And no, 32-bit doesn't matter.
This looks like too crazy micro-optimization to me to be worth the 40
insertions.
But I could be wrong and I'd gladly read explanations for why I am.
Thx.
--
Regards/Gruss,
Boris.
https://people.kernel.org/tglx/notes-about-netiquette
On Mon, Apr 15, 2024 at 10:12 PM Borislav Petkov <[email protected]> wrote:
> > locking/atomic/x86: Introduce arch_try_cmpxchg64_local()
> >
> > Introduce arch_try_cmpxchg64_local() for 64-bit and 32-bit targets
> > to improve code using cmpxchg64_local(). On 64-bit targets, the
> > generated assembly improves from:
> >
> > 3e28: 31 c0 xor %eax,%eax
> > 3e2a: 4d 0f b1 7d 00 cmpxchg %r15,0x0(%r13)
> > 3e2f: 48 85 c0 test %rax,%rax
> > 3e32: 0f 85 9f 00 00 00 jne 3ed7 <...>
> >
> > to:
> >
> > 3e28: 31 c0 xor %eax,%eax
> > 3e2a: 4d 0f b1 7d 00 cmpxchg %r15,0x0(%r13)

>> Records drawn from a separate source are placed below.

//! Generation agents implementing the core collaborator traits.

pub mod openai_api_agent;
pub mod sse;

pub use openai_api_agent::OpenAIApiAgent;
//! Portrait request construction and the portrait repository contract.
//!
//! A portrait is a structured summary of one transcript, produced by the
//! external summarizer and stored verbatim.

use crate::error::Result;
use crate::session::Message;
use async_trait::async_trait;

/// System instruction sent with every portrait request.
pub const PORTRAIT_INSTRUCTION: &str = "You are a professional psychological counselor and text analysis expert. \
The user will give you a complete conversation. Extract information ONLY along the following nine points \
and produce a structured user portrait (a Markdown list is fine). \
Do not continue the conversation and do not add unrelated content. \
Any point not covered by the conversation must be written as \"not mentioned\":\n\
1. Basic information (age, gender, occupation, living situation)\n\
2. Emotional state\n\
3. Psychological needs and goals\n\
4. Coping mechanisms\n\
5. Cognitive patterns\n\
6. Social support and relationships\n\
7. Quality of life\n\
8. Cognitive and affective tendencies\n\
9. Reactions during counseling";

/// Builds the fixed two-message portrait request for `transcript`.
pub fn build_portrait_request(transcript: &str) -> Vec<Message> {
    vec![
        Message::system(PORTRAIT_INSTRUCTION),
        Message::user(transcript),
    ]
}

/// A portrait that has just been generated and persisted.
#[derive(Debug, Clone, PartialEq, Eq)]
pub struct GeneratedPortrait {
    /// File name under the user's portrait directory.
    pub file_name: String,
    /// Raw summarizer output, exactly as written to the file.
    pub content: String,
}

/// Persistence contract for portraits.
#[async_trait]
pub trait PortraitRepository: Send + Sync {
    /// Writes `content` unmodified to `<label>_<timestamp>.txt` and returns the file name.
    async fn save(&self, user_id: &str, label: &str, content: &str) -> Result<String>;

    /// Reads the raw content of a portrait.
    ///
    /// # Returns
    ///
    /// - `Ok(String)`: file content
    /// - `Err(NotFound)`: no such file under the user's portrait directory
    async fn load(&self, user_id: &str, file_name: &str) -> Result<String>;
}
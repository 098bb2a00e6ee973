use super::{RecipeStore, StoreError};
use async_trait::async_trait;
use log::debug;
use std::io::ErrorKind;
use std::path::PathBuf;
use std::sync::atomic::{AtomicU64, Ordering};

/// Suffix counter so concurrent writers never share a temp file.
static WRITE_SEQ: AtomicU64 = AtomicU64::new(0);

/// One JSON file per key, sharded by the first two characters of the key:
/// `<root>/ab/abcdef....json`.
#[derive(Debug, Clone)]
pub struct DiskStore {
    root: PathBuf,
}

impl DiskStore {
    pub fn new(root: impl Into<PathBuf>) -> Self {
        Self { root: root.into() }
    }

    fn path_for(&self, key: &str) -> Result<PathBuf, StoreError> {
        if key.len() < 2 || !key.chars().all(|c| c.is_ascii_alphanumeric()) {
            return Err(StoreError::Backend(format!("Invalid cache key: {key:?}")));
        }
        Ok(self.root.join(&key[..2]).join(format!("{key}.json")))
    }
}

#[async_trait]
impl RecipeStore for DiskStore {
    async fn get(&self, key: &str) -> Result<Option<String>, StoreError> {
        let path = self.path_for(key)?;
        match tokio::fs::read_to_string(&path).await {
            Ok(content) => Ok(Some(content)),
            Err(e) if e.kind() == ErrorKind::NotFound => Ok(None),
            Err(e) => Err(e.into()),
        }
    }

    async fn put(&self, key: &str, value: String) -> Result<(), StoreError> {
        let path = self.path_for(key)?;
        if let Some(dir) = path.parent() {
            tokio::fs::create_dir_all(dir).await?;
        }

        // Write then rename so readers never see a half-written file
        let seq = WRITE_SEQ.fetch_add(1, Ordering::Relaxed);
        let tmp = path.with_extension(format!("json.{}.{seq}.tmp", std::process::id()));
        tokio::fs::write(&tmp, value).await?;
        if let Err(e) = tokio::fs::rename(&tmp, &path).await {
            let _ = tokio::fs::remove_file(&tmp).await;
            return Err(e.into());
        }

        debug!("Stored cache entry at {}", path.display());
        Ok(())
    }
}

#[cfg(test)]
mod tests {
    use super::*;
    use tempfile::TempDir;

    #[tokio::test]
    async fn test_round_trip_and_sharding() {
        let dir = TempDir::new().unwrap();
        let store = DiskStore::new(dir.path());
        let key = "ab12cd";

        assert_eq!(store.get(key).await.unwrap(), None);

        store.put(key, r#"{"name":"Soup"}"#.to_string()).await.unwrap();
        assert_eq!(
            store.get(key).await.unwrap().as_deref(),
            Some(r#"{"name":"Soup"}"#)
        );
        assert!(dir.path().join("ab").join("ab12cd.json").exists());
        let leftovers: Vec<_> = std::fs::read_dir(dir.path().join("ab"))
            .unwrap()
            .filter_map(|entry| entry.ok())
            .filter(|entry| entry.file_name().to_string_lossy().ends_with(".tmp"))
            .collect();
        assert!(leftovers.is_empty());
    }

    #[tokio::test(flavor = "multi_thread", worker_threads = 4)]
    async fn test_concurrent_puts_for_one_key() {
        let dir = TempDir::new().unwrap();
        let store = DiskStore::new(dir.path());
        let values: Vec<String> = (0..8)
            .map(|i| format!(r#"{{"name":"Soup {i}","body":"{}"}}"#, "x".repeat(4096)))
            .collect();

        for _ in 0..20 {
            let writers: Vec<_> = values
                .iter()
                .map(|value| {
                    let store = store.clone();
                    let value = value.clone();
                    tokio::spawn(async move { store.put("abcd", value).await })
                })
                .collect();
            for writer in writers {
                writer.await.unwrap().unwrap();
            }

            let stored = store.get("abcd").await.unwrap().unwrap();
            assert!(values.contains(&stored));
        }
    }

    #[tokio::test]
    async fn test_rejects_path_like_keys() {
        let dir = TempDir::new().unwrap();
        let store = DiskStore::new(dir.path());

        assert!(store.put("../escape", String::new()).await.is_err());
        assert!(store.get("a").await.is_err());
    }
}
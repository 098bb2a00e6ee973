//! Narrows a raw page to the markup most likely to hold the recipe, within a
//! fixed character budget. Every step is a plain text transform and never fails.

use crate::config::PreprocessConfig;
use log::debug;
use regex::{Captures, Regex};
use std::collections::HashMap;
use std::sync::LazyLock;

/// Elements removed together with their content.
const BLOCK_TAGS: &[&str] = &[
    "script", "style", "noscript", "iframe", "svg", "canvas", "embed", "object", "applet",
];

/// Page chrome removed together with its content.
const CHROME_TAGS: &[&str] = &["nav", "header", "footer", "aside", "menu"];

/// class/id tokens marking chrome, ads and social widgets.
const NOISE_TOKENS: &[&str] = &[
    "nav",
    "menu",
    "footer",
    "header",
    "sidebar",
    "breadcrumb",
    "pagination",
    "social",
    "share",
    "comment",
    "ad",
    "banner",
    "promo",
    "sponsor",
    "commercial",
];

/// Containers never removed on class/id alone; their classes describe the page, not the element.
const PAGE_TAGS: &[&str] = &["html", "head", "body", "main"];

/// Substrings of tag names or class/id values that mark recipe content.
const RECIPE_KEYWORDS: &[&str] = &[
    "ingredients",
    "instructions",
    "directions",
    "method",
    "preparation",
    "recipe",
    "cooking",
];

const VOID_TAGS: &[&str] = &[
    "area", "base", "br", "col", "embed", "hr", "img", "input", "link", "meta", "source", "track",
    "wbr",
];

const ELLIPSIS: &str = "...";

static BLOCKS: LazyLock<Vec<Regex>> = LazyLock::new(|| {
    BLOCK_TAGS
        .iter()
        .map(|tag| {
            Regex::new(&format!(r"(?is)<{tag}\b[^>]*>.*?</{tag}\s*>")).expect("block regex")
        })
        .collect()
});

static STRAY_BLOCK_TAGS: LazyLock<Regex> = LazyLock::new(|| {
    Regex::new(&format!(r"(?i)</?(?:{})\b[^>]*>", BLOCK_TAGS.join("|")))
        .expect("STRAY_BLOCK_TAGS regex")
});

static OPEN_TAG: LazyLock<Regex> =
    LazyLock::new(|| Regex::new(r"<([a-zA-Z][a-zA-Z0-9-]*)\b([^>]*)>").expect("OPEN_TAG regex"));

static ANY_TAG: LazyLock<Regex> = LazyLock::new(|| {
    Regex::new(r"<(/?)([a-zA-Z][a-zA-Z0-9-]*)\b([^>]*)>").expect("ANY_TAG regex")
});

static CLASS_OR_ID: LazyLock<Regex> = LazyLock::new(|| {
    Regex::new(r#"(?i)(?:^|\s)(?:class|id)\s*=\s*(?:"([^"]*)"|'([^']*)'|([^\s>"']+))"#)
        .expect("CLASS_OR_ID regex")
});

static WHITESPACE: LazyLock<Regex> = LazyLock::new(|| Regex::new(r"\s+").expect("WHITESPACE regex"));

static INTER_TAG_WHITESPACE: LazyLock<Regex> =
    LazyLock::new(|| Regex::new(r">\s+<").expect("INTER_TAG_WHITESPACE regex"));

static COMMENT: LazyLock<Regex> =
    LazyLock::new(|| Regex::new(r"(?s)<!--.*?-->").expect("COMMENT regex"));

static EMPTY_ELEMENT: LazyLock<Regex> = LazyLock::new(|| {
    Regex::new(r"<([a-zA-Z][a-zA-Z0-9-]*)\b[^>]*>\s*</([a-zA-Z][a-zA-Z0-9-]*)\s*>")
        .expect("EMPTY_ELEMENT regex")
});

/// Limits applied while narrowing a page.
#[derive(Debug, Clone, Copy)]
pub struct PreprocessOptions {
    pub max_chars: usize,
    pub min_section_chars: usize,
}

impl Default for PreprocessOptions {
    fn default() -> Self {
        PreprocessConfig::default().into()
    }
}

impl From<PreprocessConfig> for PreprocessOptions {
    fn from(config: PreprocessConfig) -> Self {
        Self {
            max_chars: config.max_chars,
            min_section_chars: config.min_section_chars,
        }
    }
}

/// Strip noise from `html`, narrow it to recipe sections when there are enough
/// of them, and truncate to the character budget.
pub fn preprocess_html(html: &str, options: &PreprocessOptions) -> String {
    let stripped = strip_blocks(html);
    let stripped = strip_noise(&stripped);
    let stripped = collapse_whitespace(&stripped);
    let stripped = strip_comments_and_empty_elements(&stripped);

    let sections = recipe_sections(&stripped);
    let narrowed = if sections.chars().count() > options.min_section_chars {
        debug!(
            "Narrowed page to recipe sections ({} of {} chars)",
            sections.len(),
            stripped.len()
        );
        sections
    } else {
        stripped
    };

    truncate(narrowed, options.max_chars)
}

/// Remove script, style and embedded-content blocks.
pub fn strip_blocks(html: &str) -> String {
    let without_blocks = BLOCKS
        .iter()
        .fold(html.to_string(), |acc, re| re.replace_all(&acc, "").into_owned());
    STRAY_BLOCK_TAGS
        .replace_all(&without_blocks, "")
        .into_owned()
}

/// Remove page chrome and any element whose class or id carries a noise token.
pub fn strip_noise(html: &str) -> String {
    let spans = element_spans(html);
    let mut out = String::with_capacity(html.len());
    let mut cursor = 0;

    while let Some(caps) = OPEN_TAG.captures_at(html, cursor) {
        let (Some(whole), Some(name)) = (caps.get(0), caps.get(1)) else {
            break;
        };
        let name = name.as_str();
        let attrs = caps.get(2).map_or("", |m| m.as_str());

        if is_noise(name, attrs) {
            out.push_str(&html[cursor..whole.start()]);
            cursor = spans.get(&whole.start()).copied().unwrap_or(whole.end());
        } else {
            out.push_str(&html[cursor..whole.end()]);
            cursor = whole.end();
        }
    }

    out.push_str(&html[cursor..]);
    out
}

/// Collapse whitespace runs and drop whitespace between tags.
pub fn collapse_whitespace(html: &str) -> String {
    let collapsed = WHITESPACE.replace_all(html, " ");
    INTER_TAG_WHITESPACE
        .replace_all(&collapsed, "><")
        .trim()
        .to_string()
}

/// Remove comments, then elements left with no content (repeatedly, so
/// wrappers emptied by the first pass go too).
pub fn strip_comments_and_empty_elements(html: &str) -> String {
    let mut current = COMMENT.replace_all(html, "").into_owned();

    // Each pass peels one level of nesting
    for _ in 0..8 {
        let next = EMPTY_ELEMENT
            .replace_all(&current, |caps: &Captures| {
                if caps[1].eq_ignore_ascii_case(&caps[2]) {
                    String::new()
                } else {
                    caps[0].to_string()
                }
            })
            .into_owned();
        if next == current {
            break;
        }
        current = next;
    }

    current
}

/// Concatenate the outermost elements whose tag name or class/id mentions a recipe keyword.
pub fn recipe_sections(html: &str) -> String {
    let spans = element_spans(html);
    let mut sections = String::new();
    let mut cursor = 0;

    while let Some(caps) = OPEN_TAG.captures_at(html, cursor) {
        let (Some(whole), Some(name)) = (caps.get(0), caps.get(1)) else {
            break;
        };
        let name = name.as_str();
        let attrs = caps.get(2).map_or("", |m| m.as_str());

        if is_recipe_section(name, attrs) {
            let end = if is_self_closing(name, attrs) {
                whole.end()
            } else {
                spans.get(&whole.start()).copied().unwrap_or(html.len())
            };
            sections.push_str(&html[whole.start()..end]);
            cursor = end;
        } else {
            cursor = whole.end();
        }
    }

    sections
}

/// Cut to `max_chars` characters, marking the cut with an ellipsis.
pub fn truncate(text: String, max_chars: usize) -> String {
    match text.char_indices().nth(max_chars) {
        Some((byte_index, _)) => {
            let mut truncated = text[..byte_index].to_string();
            truncated.push_str(ELLIPSIS);
            truncated
        }
        None => text,
    }
}

fn is_noise(name: &str, attrs: &str) -> bool {
    let name = name.to_ascii_lowercase();
    if CHROME_TAGS.contains(&name.as_str()) {
        return true;
    }
    if PAGE_TAGS.contains(&name.as_str()) {
        return false;
    }
    class_and_id(attrs)
        .iter()
        .flat_map(|value| value.split(|c: char| c.is_whitespace() || c == '-' || c == '_'))
        .any(is_noise_token)
}

fn is_noise_token(token: &str) -> bool {
    let token = token.to_ascii_lowercase();
    NOISE_TOKENS
        .iter()
        .any(|noise| token == *noise || token.strip_suffix('s') == Some(noise))
}

fn is_recipe_section(name: &str, attrs: &str) -> bool {
    let name = name.to_ascii_lowercase();
    if RECIPE_KEYWORDS.iter().any(|k| name.contains(k)) {
        return true;
    }
    class_and_id(attrs).iter().any(|value| {
        let value = value.to_ascii_lowercase();
        RECIPE_KEYWORDS.iter().any(|k| value.contains(k))
    })
}

fn class_and_id(attrs: &str) -> Vec<&str> {
    CLASS_OR_ID
        .captures_iter(attrs)
        .filter_map(|caps| caps.get(1).or(caps.get(2)).or(caps.get(3)))
        .map(|m| m.as_str())
        .collect()
}

fn is_self_closing(name: &str, attrs: &str) -> bool {
    attrs.trim_end().ends_with('/') || VOID_TAGS.iter().any(|v| v.eq_ignore_ascii_case(name))
}

/// Maps the start offset of every closed element to the offset just past its
/// close tag. One pass over the tags; a close tag also closes any elements
/// opened after its match (`<li>` without `</li>`).
fn element_spans(html: &str) -> HashMap<usize, usize> {
    let mut spans = HashMap::new();
    let mut stack: Vec<(String, usize)> = Vec::new();
    let mut open: HashMap<String, usize> = HashMap::new();

    for caps in ANY_TAG.captures_iter(html) {
        let (Some(whole), Some(tag)) = (caps.get(0), caps.get(2)) else {
            continue;
        };
        let name = tag.as_str().to_ascii_lowercase();
        let closing = caps.get(1).is_some_and(|m| !m.as_str().is_empty());

        if !closing {
            let attrs = caps.get(3).map_or("", |m| m.as_str());
            if !is_self_closing(&name, attrs) {
                *open.entry(name.clone()).or_default() += 1;
                stack.push((name, whole.start()));
            }
            continue;
        }

        // Stray close tags leave the stack alone
        if open.get(&name).copied().unwrap_or(0) == 0 {
            continue;
        }
        while let Some((open_name, start)) = stack.pop() {
            if let Some(count) = open.get_mut(&open_name) {
                *count -= 1;
            }
            if open_name == name {
                spans.insert(start, whole.end());
                break;
            }
        }
    }

    spans
}
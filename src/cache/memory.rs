use super::{RecipeStore, StoreError};
use async_trait::async_trait;
use std::collections::HashMap;
use tokio::sync::RwLock;

/// In-process store; contents are lost on restart.
#[derive(Debug, Default)]
pub struct MemoryStore {
    entries: RwLock<HashMap<String, String>>,
}

impl MemoryStore {
    pub fn new() -> Self {
        Self::default()
    }

    pub async fn len(&self) -> usize {
        self.entries.read().await.len()
    }

    pub async fn is_empty(&self) -> bool {
        self.entries.read().await.is_empty()
    }
}

#[async_trait]
impl RecipeStore for MemoryStore {
    async fn get(&self, key: &str) -> Result<Option<String>, StoreError> {
        Ok(self.entries.read().await.get(key).cloned())
    }

    async fn put(&self, key: &str, value: String) -> Result<(), StoreError> {
        self.entries.write().await.insert(key.to_string(), value);
        Ok(())
    }
}
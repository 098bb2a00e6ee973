//! Clips recipe web pages into canonical, structured recipe records.
//!
//! Pages are read from their JSON-LD when they carry a complete schema.org
//! Recipe; otherwise the narrowed HTML goes to a generative model and its
//! answer is repaired, parsed and normalized the same way.
//!
//! ```no_run
//! use recipe_clipper::Clipper;
//!
//! # async fn run() -> Result<(), recipe_clipper::ClipError> {
//! let clipper = Clipper::builder().build()?;
//! let record = clipper.clip("https://example.com/best-banana-bread").await?;
//! println!("{}: {} ingredients", record.recipe.name, record.recipe.ingredients.len());
//! # Ok(())
//! # }
//! ```

pub mod builder;
pub mod cache;
pub mod config;
pub mod error;
pub mod model;
pub mod normalize;
pub mod pipelines;
pub mod providers;
pub mod server;
pub mod url_to_text;

pub use builder::ClipperBuilder;
pub use crate::config::{load_config, ClipperConfig};
pub use error::ClipError;
pub use model::{CachedRecipeRecord, CanonicalRecipe};
pub use pipelines::Clipper;
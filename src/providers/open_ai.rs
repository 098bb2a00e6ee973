use crate::config::ProviderConfig;
use crate::providers::{LlmError, LlmProvider};
use async_trait::async_trait;
use log::debug;
use reqwest::Client;
use serde_json::{json, Value};

const DEFAULT_BASE_URL: &str = "https://api.openai.com";

/// OpenAI Responses API. Its `output` array already has the message shape
/// the extraction client unwraps, so the body is returned as-is.
pub struct OpenAIProvider {
    client: Client,
    api_key: String,
    base_url: String,
    model: String,
    temperature: f32,
    max_tokens: u32,
}

impl OpenAIProvider {
    /// Create a new OpenAI provider from configuration
    pub fn new(config: &ProviderConfig) -> Result<Self, LlmError> {
        // Try config first, then fall back to environment variable
        let api_key = config
            .api_key
            .clone()
            .or_else(|| std::env::var("OPENAI_API_KEY").ok())
            .ok_or_else(|| {
                LlmError::NotConfigured(
                    "OPENAI_API_KEY not found in config or environment".to_string(),
                )
            })?;

        let base_url = config
            .base_url
            .clone()
            .unwrap_or_else(|| DEFAULT_BASE_URL.to_string());

        Ok(OpenAIProvider {
            client: Client::new(),
            api_key,
            base_url,
            model: config.model.clone(),
            temperature: config.temperature,
            max_tokens: config.max_tokens,
        })
    }
}

#[async_trait]
impl LlmProvider for OpenAIProvider {
    fn provider_name(&self) -> &str {
        "openai"
    }

    async fn invoke(&self, prompt: &str) -> Result<Value, LlmError> {
        let response = self
            .client
            .post(format!("{}/v1/responses", self.base_url))
            .bearer_auth(&self.api_key)
            .json(&json!({
                "model": self.model,
                "input": prompt,
                "temperature": self.temperature,
                "max_output_tokens": self.max_tokens
            }))
            .send()
            .await?;

        let status = response.status();
        if !status.is_success() {
            let message = response.text().await.unwrap_or_default();
            return Err(LlmError::ApiError {
                status: status.as_u16(),
                message,
            });
        }

        let body: Value = response
            .json()
            .await
            .map_err(|e| LlmError::ParseError(e.to_string()))?;
        debug!("{:?}", body);
        Ok(body)
    }
}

> > 3e2f: 0f 85 9f 00 00 00 jne 3ed4 <...>
> >
> > where a TEST instruction after CMPXCHG is saved. The improvements
> > for 32-bit targets are even more noticeable, because double-word
> > compare after CMPXCHG8B gets eliminated.
>
> Ok, maybe I'm missing the point here or maybe the commit message doesn't
> explain but how does this big diffstat justify one less insn?
We are dealing with locking primitives, probably the hottest part of
the kernel. For 64-bits, the patch is effectively a couple of lines,
reusing and extending existing macros, the line count for a modern
32-bit target is also a couple of lines, but there the saved insn
count is much higher, around 10 instructions.
What bothers you is the line count of cmpxchg8b emulation, necessary
to handle !CONFIG_X86_CMPXCHG64 targets. They are still alive, and
cmpxchg8b emulation code was recently improved (not by me!) to
correctly handle the ZF flag. The added code just builds on that.
> And no, 32-bit doesn't matter.
Really? Was this decision reached by the community consensus?
The linux kernel has many uses, and using it for servers by a big
company, you are the voice of, is only one part of the whole picture.
I'm sure that 32-bit is quite relevant for embedded users and more
than relevant to a student or an enthusiast in some remote part of the
world. As a maintainer, you should also take care of the communities
that are somehow neglected, where unilateral decisions like the one
above can have unwanted consequences.
> This looks like too crazy micro-optimization to me to be worth the 40
> insertions.
If the line count is the problem, I can easily parametrize new and
existing big macro descriptions in a follow-up patch. However, I was
advised to not mix everything together in one patch, but rest assured,
the creation and testing of the follow-up patch would take me less
time than writing the message you are reading.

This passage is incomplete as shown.